Broncus points out it is China’s dominant player for its pulmonary devices with 54% of the market in revenue terms and 62% in terms of units sold.

The company also points out most of its devices have been approved or are nearing approval in the U.S. and Europe, even though those markets currently aren’t major revenue contributors. Presumably the well-connected Intuitive Surgical could help it in developing those markets.

All that said, we’ll spend the rest of this space looking at Broncus’ actual financials, which as we’ve said above, look quite modest. The company, which was founded in 2012 in Hangzhou, posted just $3.26 million in revenue last year, representing a 60% tumble from 2019. It blamed the global pandemic for the huge drop, and its prospectus shows that most of the decline came from a big drop in business from its distributor partners. By comparison, its business selling directly to hospitals held up much better during the pandemic.

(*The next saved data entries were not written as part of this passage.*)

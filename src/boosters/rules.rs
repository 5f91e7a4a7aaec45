use std::{
    collections::{BTreeMap, HashMap},
    sync::{Arc, PoisonError, RwLock},
};

use crate::cards::{Card, CardId, Colour};

/// Colour bucket of a sheet. Lands and colourless cards share one bucket.
#[derive(Clone, Copy, Debug, PartialEq, Eq, PartialOrd, Ord, Hash)]
pub enum Bucket {
    Colour(Colour),
    Colourless,
}

/// A named, weighted pool of cards that pack slots draw from.
#[derive(Clone, Debug, Default)]
pub struct Sheet {
    pub balance_colours: bool,

    /// Sum of all weights in `cards`.
    pub total_weight: u64,
    pub cards: BTreeMap<CardId, u64>,

    /// The same weight mass as `cards`, split by colour. A multicoloured
    /// card's weight is divided evenly between its colours.
    pub cards_by_colour: BTreeMap<Bucket, BTreeMap<CardId, f64>>,
}

impl Sheet {
    pub fn new(balance_colours: bool) -> Self {
        Self {
            balance_colours,
            ..Default::default()
        }
    }

    pub fn add(&mut self, card: &Card, weight: u32) {
        *self.cards.entry(card.id).or_default() += u64::from(weight);
        self.total_weight += u64::from(weight);

        if card.is_land() || card.colours.is_empty() {
            self.add_to_bucket(Bucket::Colourless, card.id, f64::from(weight));
        } else {
            let share = f64::from(weight) / card.colours.len() as f64;
            for &colour in &card.colours {
                self.add_to_bucket(Bucket::Colour(colour), card.id, share);
            }
        }
    }

    fn add_to_bucket(&mut self, bucket: Bucket, card: CardId, weight: f64) {
        *self
            .cards_by_colour
            .entry(bucket)
            .or_default()
            .entry(card)
            .or_default() += weight;
    }

    pub fn bucket(&self, bucket: Bucket) -> Option<&BTreeMap<CardId, f64>> {
        self.cards_by_colour.get(&bucket)
    }

    pub fn bucket_weight(&self, bucket: Bucket) -> f64 {
        self.bucket(bucket)
            .map(|cards| cards.values().sum())
            .unwrap_or(0.0)
    }
}

/// One weighted way of filling a pack: how many cards to draw from each sheet.
#[derive(Clone, Debug)]
pub struct BoosterConfig {
    pub weight: u32,
    pub sheets: BTreeMap<String, usize>,
}

#[derive(Clone, Debug, Default)]
pub struct SetRules {
    /// Sum of the weights of all configurations.
    pub total_weight: u64,
    pub boosters: Vec<BoosterConfig>,
    pub sheets: HashMap<String, Sheet>,
}

#[derive(Clone, Debug, Default, PartialEq, Eq, serde::Serialize, serde::Deserialize)]
pub struct RulesVersion {
    /// Content hash of the feed the rules were built from.
    pub sha: String,

    /// Older rule books stored unweighted commons sheets and must be rebuilt
    /// regardless of hash.
    pub commons_have_weights: bool,
}

#[derive(Debug, Default)]
pub struct RuleBook {
    pub version: RulesVersion,

    /// Map from uppercased set code to rules.
    sets: HashMap<String, SetRules>,
}

impl RuleBook {
    pub fn new(version: RulesVersion, sets: HashMap<String, SetRules>) -> Self {
        Self { version, sets }
    }

    pub fn get(&self, code: &str) -> Option<&SetRules> {
        self.sets.get(&code.to_uppercase())
    }

    pub fn size(&self) -> usize {
        self.sets.len()
    }
}

/// Holds the current rule book. Readers take an `Arc` snapshot and work on
/// that; a rebuild swaps in a complete new book so no reader can see a half
/// built one.
pub struct RuleStore {
    current: RwLock<Arc<RuleBook>>,
}

impl RuleStore {
    pub fn new(book: RuleBook) -> Self {
        Self {
            current: RwLock::new(Arc::new(book)),
        }
    }

    pub fn snapshot(&self) -> Arc<RuleBook> {
        let guard = self.current.read().unwrap_or_else(PoisonError::into_inner);
        Arc::clone(&guard)
    }

    pub fn replace(&self, book: RuleBook) {
        let book = Arc::new(book);
        let mut guard = self.current.write().unwrap_or_else(PoisonError::into_inner);
        *guard = book;
    }

    pub fn version(&self) -> RulesVersion {
        self.snapshot().version.clone()
    }

    /// Whether a feed with the given hash should be ingested.
    pub fn needs_refresh(&self, sha: &str) -> bool {
        let current = self.version();
        if current.sha == sha && current.commons_have_weights {
            tracing::info!("Found same booster rules version ({sha}). Skipping ingestion.");
            return false;
        }
        if current.sha != sha {
            tracing::info!(
                "Found different booster rules version (current: {} new: {sha}).",
                current.sha
            );
        }
        if !current.commons_have_weights {
            tracing::info!("Current booster rules are incompatible with weighted commons.");
        }
        true
    }
}
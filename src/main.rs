use std::{
    path::{Path as FsPath, PathBuf},
    sync::Arc,
};

use axum::{
    extract::{Path, State},
    http::{Response, StatusCode},
    routing::{get, post},
    Router,
};
use boosters::{ingest::load_feed, BoosterGenerator};
use cards::CardDatabase;
use tokio::net::TcpListener;
use tower_http::trace::TraceLayer;

mod boosters;
mod cards;
mod error;
mod sets;

#[derive(serde::Serialize)]
struct Resp {
    message: String,
    success: bool,
}

impl Resp {
    fn axum<S: ToString>(message: S, status: StatusCode) -> Response<String> {
        match serde_json::ser::to_string(&Self {
            message: message.to_string(),
            success: status == StatusCode::OK,
        }) {
            Ok(body) => {
                let mut resp = Response::new(body);
                *resp.status_mut() = status;
                resp
            }
            Err(e) => {
                let mut resp = Response::new(format!("Failed to JSON encode response: {e}"));
                *resp.status_mut() = StatusCode::INTERNAL_SERVER_ERROR;
                resp
            }
        }
    }

    fn ok<S: ToString>(message: S) -> Response<String> {
        Self::axum(message, StatusCode::OK)
    }

    fn e422<S: ToString>(message: S) -> Response<String> {
        Self::axum(message, StatusCode::UNPROCESSABLE_ENTITY)
    }

    fn e500<S: ToString>(message: S) -> Response<String> {
        Self::axum(message, StatusCode::INTERNAL_SERVER_ERROR)
    }
}

pub struct AppState {
    generator: BoosterGenerator,

    /// Directory holding the card, set and booster rule data.
    data: PathBuf,
}

async fn booster_handler(
    State(state): State<Arc<AppState>>,
    Path(set): Path<String>,
) -> Response<String> {
    boosters::handlers::handle_booster_request(state, set).await
}

async fn reload_handler(State(state): State<Arc<AppState>>) -> Response<String> {
    boosters::handlers::handle_reload_request(state).await
}

async fn version_handler(State(state): State<Arc<AppState>>) -> Response<String> {
    boosters::handlers::handle_version_request(state).await
}

async fn load_card_database(data: &FsPath) -> Result<CardDatabase, String> {
    let cards = cards::mtgjson::load_cards(&data.join("cards.json")).await?;
    tracing::debug!("Inserting card data to card database.");
    let mut database = CardDatabase::new();
    for card in cards {
        database.add(card);
    }
    tracing::debug!(
        "Succesfully populated card database with {} cards.",
        database.size()
    );
    Ok(database)
}

async fn load_generator(data: &FsPath) -> Result<BoosterGenerator, String> {
    let catalog = load_card_database(data).await?;
    let sets = sets::load_sets(&data.join("sets.json"), &catalog).await?;
    tracing::debug!("Loaded {} sets.", sets.size());

    let generator = BoosterGenerator::new(catalog, sets);
    if let Some(document) = load_feed(data).await? {
        generator.refresh_rules(&document);
    }
    Ok(generator)
}

#[tokio::main]
async fn main() {
    const USAGE: &str = "Usage: server <data path> <port>";

    let data = std::env::args().nth(1).expect(USAGE);
    let port = std::env::args()
        .nth(2)
        .map(|s| {
            s.parse::<u16>()
                .unwrap_or_else(|_| panic!("Invalid port number: {s}"))
        })
        .expect(USAGE);

    tracing_subscriber::fmt()
        .with_max_level(tracing::Level::DEBUG)
        .init();

    let data = PathBuf::from(data);
    let generator = match load_generator(&data).await {
        Ok(generator) => generator,
        Err(e) => panic!("Failed to load card data: {e}"),
    };

    let app = Router::new()
        .route("/api/booster/:set", get(booster_handler))
        .route("/api/rules/reload", post(reload_handler))
        .route("/api/rules/version", get(version_handler))
        .with_state(Arc::new(AppState { generator, data }))
        .layer(TraceLayer::new_for_http());

    let listener = TcpListener::bind(format!("0.0.0.0:{port}"))
        .await
        .unwrap_or_else(|_| panic!("Failed to open port {port}"));

    if let Err(e) = axum::serve(listener, app).await {
        eprintln!("Closed due to error: {e}");
    }
}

An updated version of the prospectus shows that Broncus’ sales indeed began to recover this year, nearly tripling in the first four months of 2021 to $1.6 million from just $520,000 for the same period the previous year. Still, on an annualized basis, the figure from the first four months would translate to just $4.8 million for all 2021, which is still well below the roughly $8 million in sales for all 2019. The company does note that the first quarter of the year is typically a slow one, and that the fourth quarter is usually the strongest.

In terms of bottom line, the company posted a net loss of $48.8 million last year, widening from a $32.6 million loss in 2019. For the first four months of this year its loss widened to $13.8 million from $10.3 million a year earlier.

At the end of the day, people are clearly looking at Broncus as a company that could be on the cusp of making big bucks from its products. The pandemic dealt a setback to that plan, setting it back at least a year or possibly two. But with that factor now behind it, all eyes will be watching closely to see if it can quickly rev up revenue and start narrowing its losses in the next couple of years.